We report herein a new 1,2,3-triazole derivative, namely, 4-(( 1-( 3,4-dichlorophenyl)-1H-1,2,3- triazol- 4-yl)methoxy)-2-hydroxybenzaldehyde, which was synthesized by copper(I)-catalyzed azide-alkyne cycloaddition (CuAAC). The structure of the compound was analyzed using Fourier transform infrared spectroscopy (FTIR), H-1 NMR, C-13 NMR, UV-vis, and elemental analyses. Moreover, X- ray crystallography studies demonstrated that the compound adapted a monoclinic crystal system with the P2(1)/c space group. The dominant interactions formed in the crystal packing were found to be hydrogen bonding and van der Waals interactions according to Hirshfeld surface (HS) analysis. The volume of the crystal voids and the percentage of free spaces in the unit cell were calculated as 152.10 A(3) and 9.80%, respectively. The evaluation of energy frameworks showed that stabilization of the compound was dominated by dispersion energy contributions.

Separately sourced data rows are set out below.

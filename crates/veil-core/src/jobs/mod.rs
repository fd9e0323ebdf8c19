//! Document job queue.
//!
//! Architecture:
//!
//! ```text
//! control surface (CLI, headless)            scheduler task (one per queue)
//! ───────────────────────────────            ──────────────────────────────
//! enqueue / start / stop / clear              wait for state != Idle
//!         │                                           │
//!         ▼                                           ▼
//!   RwLock<Vec<Job>>  ◄────── shared ──────►  pick first Pending (FIFO)
//!   watch<QueueState>                                 │  job_delay
//!                                                     ▼
//!                                             DocumentProcessor::process
//!                                                     │
//!                                                     ▼
//!                                             Completed / Error, events
//! ```
//!
//! At most one job is Processing at a time. `stop()` never interrupts the
//! in-flight job; the scheduler goes Idle once it finishes. The job list only
//! accepts `enqueue` and `clear` while Idle.

mod types;


pub use types::{Job, JobId, JobStatus, QueueConfig, QueueEvent, QueueState, QueueStats};

use std::sync::Arc;

use tokio::sync::{mpsc, watch, RwLock};
use tokio_util::sync::CancellationToken;

use crate::documents::{DocumentProcessor, DocumentSource, RedactedDocument};
use crate::error::QueueError;

/// Buffered scheduler events. Events past this are dropped, not awaited.
const EVENT_BUFFER: usize = 256;

struct Shared {
    jobs: RwLock<Vec<Job>>,
    state: watch::Sender<QueueState>,
    events: mpsc::Sender<QueueEvent>,
    cancel: CancellationToken,
    config: QueueConfig,
}

impl Shared {
    fn state(&self) -> QueueState {
        *self.state.borrow()
    }

    fn set_state(&self, state: QueueState) {
        let previous = self.state.send_replace(state);
        if previous != state {
            tracing::info!(from = %previous, to = %state, "Queue state changed");
            self.emit(QueueEvent::StateChanged { state });
        }
    }

    fn emit(&self, event: QueueEvent) {
        if let Err(mpsc::error::TrySendError::Full(event)) = self.events.try_send(event) {
            tracing::debug!(?event, "Event buffer full, dropping event");
        }
    }
}

/// Handle to a job queue and its scheduler task.
///
/// Cheap to clone; every clone controls the same queue.
#[derive(Clone)]
pub struct JobQueue {
    shared: Arc<Shared>,
}

impl JobQueue {
    /// Create a queue and spawn its scheduler.
    ///
    /// Must be called from within a tokio runtime. Returns the handle and the
    /// receiving end of the scheduler's event stream.
    pub fn spawn(
        processor: DocumentProcessor,
        config: QueueConfig,
    ) -> (Self, mpsc::Receiver<QueueEvent>) {
        let (event_tx, event_rx) = mpsc::channel(EVENT_BUFFER);
        let (state_tx, _) = watch::channel(QueueState::Idle);

        let shared = Arc::new(Shared {
            jobs: RwLock::new(Vec::new()),
            state: state_tx,
            events: event_tx,
            cancel: CancellationToken::new(),
            config,
        });

        let scheduler = shared.clone();
        tokio::spawn(async move {
            run_scheduler(scheduler, processor).await;
        });

        (Self { shared }, event_rx)
    }

    /// Append one Pending job per source, in order.
    ///
    /// Only allowed while Idle with nothing in flight. Rejected without
    /// touching the queue if the result would hold more than `capacity` jobs.
    pub async fn enqueue(&self, sources: Vec<DocumentSource>) -> Result<Vec<JobId>, QueueError> {
        let mut jobs = self.shared.jobs.write().await;

        let state = self.shared.state();
        let in_flight = jobs.iter().any(|j| j.status == JobStatus::Processing);
        if state != QueueState::Idle || in_flight {
            tracing::warn!(%state, in_flight, "Queue busy, rejecting documents");
            return Err(QueueError::State { state });
        }

        let capacity = self.shared.config.capacity;

        if jobs.len() + sources.len() > capacity {
            tracing::warn!(
                current = jobs.len(),
                requested = sources.len(),
                capacity,
                "Queue capacity exceeded, rejecting documents"
            );
            return Err(QueueError::Capacity {
                current: jobs.len(),
                requested: sources.len(),
                capacity,
            });
        }

        let ids = sources
            .into_iter()
            .map(|source| {
                let job = Job::new(source);
                let id = job.id.clone();
                tracing::debug!(job_id = %id, name = %job.name, "Job queued");
                jobs.push(job);
                id
            })
            .collect::<Vec<_>>();

        tracing::info!(added = ids.len(), total = jobs.len(), "Documents queued");
        Ok(ids)
    }

    /// Start processing pending jobs. Returns the resulting state.
    ///
    /// With nothing pending or in flight the queue stays Idle. While Stopping
    /// this resumes Running; the in-flight job is not started twice.
    pub async fn start(&self) -> QueueState {
        let jobs = self.shared.jobs.read().await;

        if self.shared.state() == QueueState::Running {
            return QueueState::Running;
        }

        let has_work = jobs
            .iter()
            .any(|j| matches!(j.status, JobStatus::Pending | JobStatus::Processing));
        if !has_work {
            tracing::info!("Nothing to process");
            self.shared.set_state(QueueState::Idle);
            return QueueState::Idle;
        }

        self.shared.set_state(QueueState::Running);
        QueueState::Running
    }

    /// Stop after the in-flight job. No-op unless Running.
    pub fn stop(&self) -> QueueState {
        let state = self.shared.state();
        if state == QueueState::Running {
            self.shared.set_state(QueueState::Stopping);
            return QueueState::Stopping;
        }
        state
    }

    /// Remove every job. Only allowed while Idle.
    pub async fn clear(&self) -> Result<usize, QueueError> {
        let mut jobs = self.shared.jobs.write().await;

        let state = self.shared.state();
        if state != QueueState::Idle {
            return Err(QueueError::State { state });
        }

        let removed = jobs.len();
        jobs.clear();
        tracing::info!(removed, "Queue cleared");
        Ok(removed)
    }

    /// Snapshot of every job, in queue order.
    pub async fn jobs(&self) -> Vec<Job> {
        self.shared.jobs.read().await.clone()
    }

    pub async fn job(&self, id: &str) -> Option<Job> {
        self.shared
            .jobs
            .read()
            .await
            .iter()
            .find(|j| j.id == id)
            .cloned()
    }

    pub async fn stats(&self) -> QueueStats {
        QueueStats::from_jobs(&self.shared.jobs.read().await)
    }

    pub fn state(&self) -> QueueState {
        self.shared.state()
    }

    pub fn capacity(&self) -> usize {
        self.shared.config.capacity
    }

    /// Wait until the queue is Idle. Returns immediately if it already is.
    pub async fn wait_idle(&self) {
        let mut rx = self.shared.state.subscribe();
        let _ = rx.wait_for(|s| *s == QueueState::Idle).await;
    }

    /// `(file name, document)` pairs of every completed job, in queue order.
    pub async fn completed_outputs(&self) -> Vec<(String, Arc<Vec<u8>>)> {
        self.shared
            .jobs
            .read()
            .await
            .iter()
            .filter_map(|j| j.result.as_ref())
            .map(|r| (r.file_name.clone(), r.document.clone()))
            .collect()
    }

    /// Terminate the scheduler task. An in-flight job is marked failed.
    pub fn shutdown(&self) {
        self.shared.cancel.cancel();
    }
}

/// What the scheduler picked to run next.
struct NextJob {
    id: JobId,
    name: String,
    source: DocumentSource,
}

async fn run_scheduler(shared: Arc<Shared>, processor: DocumentProcessor) {
    let mut state_rx = shared.state.subscribe();
    tracing::debug!("Scheduler started");

    loop {
        tokio::select! {
            biased;

            _ = shared.cancel.cancelled() => break,

            changed = state_rx.wait_for(|s| *s != QueueState::Idle) => {
                if changed.is_err() {
                    break;
                }
            }
        }

        let Some(next) = next_pending(&shared).await else {
            continue;
        };

        // Pacing. Leaving Running during the wait means the job never starts.
        let proceed = tokio::select! {
            biased;

            _ = shared.cancel.cancelled() => break,

            _ = state_rx.wait_for(|s| *s != QueueState::Running) => false,

            _ = tokio::time::sleep(shared.config.job_delay) => true,
        };

        if !proceed || !begin_job(&shared, &next.id).await {
            continue;
        }

        tracing::info!(job_id = %next.id, name = %next.name, "Processing document");
        shared.emit(QueueEvent::JobStarted {
            id: next.id.clone(),
            name: next.name.clone(),
        });

        let started = std::time::Instant::now();
        let outcome = tokio::select! {
            biased;

            _ = shared.cancel.cancelled() => {
                finish_job(&shared, &next, Err("queue shut down".to_string())).await;
                break;
            }

            outcome = processor.process(&next.source) => outcome,
        };

        let elapsed_ms = started.elapsed().as_millis() as u64;
        match outcome {
            Ok(result) => {
                tracing::info!(
                    job_id = %next.id,
                    name = %next.name,
                    output = %result.file_name,
                    elapsed_ms,
                    "Document anonymized"
                );
                finish_job(&shared, &next, Ok(result)).await;
            }
            Err(e) => {
                tracing::error!(
                    job_id = %next.id,
                    name = %next.name,
                    error = %e,
                    elapsed_ms,
                    "Document failed"
                );
                finish_job(&shared, &next, Err(e.to_string())).await;
            }
        }
    }

    tracing::debug!("Scheduler stopped");
}

/// Select the earliest Pending job, or settle the queue into Idle.
async fn next_pending(shared: &Shared) -> Option<NextJob> {
    let jobs = shared.jobs.read().await;

    match shared.state() {
        QueueState::Running => {}
        QueueState::Stopping => {
            shared.set_state(QueueState::Idle);
            return None;
        }
        QueueState::Idle => return None,
    }

    match jobs.iter().find(|j| j.status == JobStatus::Pending) {
        Some(job) => Some(NextJob {
            id: job.id.clone(),
            name: job.name.clone(),
            source: job.source.clone(),
        }),
        None => {
            tracing::info!("Queue drained");
            shared.set_state(QueueState::Idle);
            None
        }
    }
}

/// Mark the job Processing if the queue is still Running.
async fn begin_job(shared: &Shared, id: &str) -> bool {
    let mut jobs = shared.jobs.write().await;

    if shared.state() != QueueState::Running {
        shared.set_state(QueueState::Idle);
        return false;
    }

    match jobs.iter_mut().find(|j| j.id == id) {
        Some(job) if job.status == JobStatus::Pending => {
            job.mark_processing();
            true
        }
        _ => false,
    }
}

async fn finish_job(
    shared: &Shared,
    next: &NextJob,
    outcome: Result<RedactedDocument, String>,
) {
    let mut jobs = shared.jobs.write().await;

    if let Some(job) = jobs.iter_mut().find(|j| j.id == next.id) {
        match outcome {
            Ok(result) => {
                job.mark_completed(result);
                shared.emit(QueueEvent::JobCompleted {
                    id: next.id.clone(),
                    name: next.name.clone(),
                });
            }
            Err(error) => {
                job.mark_failed(error.clone());
                shared.emit(QueueEvent::JobFailed {
                    id: next.id.clone(),
                    name: next.name.clone(),
                    error,
                });
            }
        }
    }

    if shared.state() == QueueState::Stopping {
        shared.set_state(QueueState::Idle);
    }
}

Both in vitro and in silico investigations on the DNA/bovine serum albumin (BSA) binding activity of the compound showed that the CT-DNA binding activity of the compound was mediated via intercalation and BSA binding activity was mediated via both polar and hydrophobic interactions. The anticancer activity of the compound was also tested by the 3-(4,5-dimethylthiazol2-yl)-2,5-diphenyltetrazolium bromide (MTT) assay using human cell lines including MDA-MB-231, LNCaP, Caco-2, and HEK293. The compound exhibited more cytotoxic activity than cisplatin and etoposide on Caco-2 cancer cell lines with an IC50 value of 16.63 +/- 0.27 mu M after 48 h. Annexin V suggests the induction of cell death by apoptosis. Compound 3 significantly increased the loss of mitochondrial membrane potential (MMP) levels in Caco-2 cells, and the reactive oxygen species (ROS) assay proved that compound 3 could induce apoptosis by ROS generation.